Is Canada Missing the Use of ITMDs in Its Care Plans? – Global issues

Is Canada Missing the Use of ITMDs in Its Care Plans?  – Global issues

  • Opinion by Sania Farooqui (New Delhi, India)
  • Inter Press Service

A 2019 report states that there were 91,375 doctors in Canada, which equates to 241 doctors per 100,000 population. According to the Canadian Medical Association, approximately five million Canadians do not have a primary care physician or family health care team.

Canada’s overstretched healthcare system has yet to take advantage of all the untapped talents and skills at its disposal, as seen during the important role internationally trained medical doctors, ITMDs played in the fight against the COVID-19 pandemic, the vaccination clinics support, work as a contact person in locating managers and mental health advisers.

Canada loses by not involving and including ITMDs, says Dr. Shafi Bhuiyan, a health professional and chairman of ITMD’s Canada Network (iCAN). “More than 4.5 million Canadians are unable to find their GP, with the result that the wait time to see a doctor is constantly increasing, also leading to the disruption of social peace and justice.”
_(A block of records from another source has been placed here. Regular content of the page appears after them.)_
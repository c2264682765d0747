//! Proof-of-work nonce search.
//!
//! Both searches are unbounded: they loop until a hash with `difficulty`
//! leading hex zeros turns up.

use log::debug;
use std::sync::atomic::{AtomicBool, Ordering};
use std::thread;

use super::Block;
use crate::digest::meets_difficulty;

#[derive(Debug, Clone, PartialEq, Eq)]
pub struct PowSolution {
    pub nonce: u64,
    pub hash: String,
}

/// Try nonce 0, 1, 2, ... on the calling thread.
pub fn search_sequential(block: &Block) -> PowSolution {
    let mut nonce: u64 = 0;
    loop {
        let hash = block.hash_with_nonce(nonce);
        if meets_difficulty(&hash, block.difficulty) {
            return PowSolution { nonce, hash };
        }
        nonce = nonce.wrapping_add(1);
    }
}

/// Two workers race over disjoint nonce spaces: even nonces from 0 and odd
/// nonces from 1. After each miss a worker polls the other parity's flag and
/// gives up once the other side has a hit. The even result wins ties.
pub fn search_racing(block: &Block) -> PowSolution {
    let even_found = AtomicBool::new(false);
    let odd_found = AtomicBool::new(false);

    let (even, odd) = thread::scope(|s| {
        let even = s.spawn(|| race(block, 0, &even_found, &odd_found));
        let odd = s.spawn(|| race(block, 1, &odd_found, &even_found));
        (
            even.join().unwrap_or_else(|e| std::panic::resume_unwind(e)),
            odd.join().unwrap_or_else(|e| std::panic::resume_unwind(e)),
        )
    });

    if meets_difficulty(&even.hash, block.difficulty) {
        debug!("POW - even worker won at nonce {}", even.nonce);
        even
    } else {
        debug!("POW - odd worker won at nonce {}", odd.nonce);
        odd
    }
}

/// Returns the last nonce/hash tried, which only satisfies the difficulty if
/// this worker found it before seeing the other's flag.
fn race(block: &Block, start: u64, own: &AtomicBool, other: &AtomicBool) -> PowSolution {
    let mut nonce = start;
    loop {
        let hash = block.hash_with_nonce(nonce);
        if meets_difficulty(&hash, block.difficulty) {
            own.store(true, Ordering::Release);
            return PowSolution { nonce, hash };
        }
        // best-effort read: may see the other's hit one iteration late
        if other.load(Ordering::Acquire) {
            return PowSolution { nonce, hash };
        }
        nonce = nonce.wrapping_add(2);
    }
}

#[cfg(test)]
mod tests {
    use super::*;
    use crate::blockchain::MiningSettings;

    fn candidate(difficulty: u32) -> Block {
        let mut block = Block::genesis(&MiningSettings::fixed(0));
        block.difficulty = difficulty;
        block
    }

    #[test]
    fn sequential_finds_first_matching_nonce() {
        let block = candidate(2);
        let sol = search_sequential(&block);
        assert!(meets_difficulty(&sol.hash, 2));
        assert_eq!(sol.hash, block.hash_with_nonce(sol.nonce));
        assert!((0..sol.nonce).all(|n| !meets_difficulty(&block.hash_with_nonce(n), 2)));
    }

    #[test]
    fn racing_solution_is_valid() {
        let block = candidate(2);
        let sol = search_racing(&block);
        assert!(meets_difficulty(&sol.hash, 2));
        assert_eq!(sol.hash, block.hash_with_nonce(sol.nonce));
    }

    #[test]
    fn racing_prefers_even_on_trivial_difficulty() {
        let block = candidate(0);
        assert_eq!(search_racing(&block).nonce, 0);
        assert_eq!(search_sequential(&block).nonce, 0);
    }

    #[test]
    fn losing_worker_stops_once_other_found() {
        let block = candidate(1);
        let flag_set = AtomicBool::new(true);
        let own = AtomicBool::new(false);
        // with the other flag already raised the worker returns after one attempt
        let sol = race(&block, 1, &own, &flag_set);
        assert_eq!(sol.nonce, 1);
    }
}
Canada currently has more than 13,000 ITMDs, and the visa process, Bhuiyan says, has “a very thorough and rigorous screening program by the Canadian CIC, where medical experience plays a key role along with other requirements to enter the country, but once they come to Canada, for several reasons, are losing residency.”

Saida Azam is one such ITMD who moved to Canada with her husband almost three years ago for better career opportunities. Azam, a medical professional with experience in India and Oman, says: “I’ve done a number of surgeries and births, I’ve worked as a GP for three years, but right now I’m waiting to do that here.

“The knowledge I have in this area is really good, the only difference with the Canadian context, with medicine, is that when I move from one territory or one country to another, things will be different, from the patients to the region and the like. That doesn’t mean I have less knowledge or that the local doctors here have more. What would help people like me is if there was a training program for internationally trained medical doctors to better integrate us into the Canadian health care system.

“Canada is home now, I wouldn’t say I’m completely disappointed, but I hope I can share my expertise and continue my career,” Azam said.

One of the main challenges for ITMDs remains the costs associated with licensing inquiries, the CaRMS application process is often a barrier for new entrants. According to this report, 47% of health professionals trained abroad are either unemployed or employed in non-health positions requiring only a high school diploma.

The ongoing pandemic has been a time of crisis around the world, and with a shortage and underutilization of health workers in Canada, the country is only putting a strain on its health care system by failing to take into account and use its resources. ITMDs.

The report on the OECD Policy Responses of Coronavirus (COVID19) 2020 says: “By encouraging the creation of new jobs in the health sector worldwide, the report suggested a unique opportunity to both respond to the growing global demand for health workers and to address the expected shortages. . During the COVID-19 pandemic, many OECD countries have recognized migrant health workers as key assets and implemented policies to aid their arrival and the recognition of their qualifications.”

In 2020, Canada, where annual immigration is about 300,000 new immigrants, announced its 2021-2023 immigration level plan, stating it would target the highest level of immigration in its history by welcoming 401,000 immigrants in 2021, 411,000 immigrants in 2022, 421,000 immigrants in 2023.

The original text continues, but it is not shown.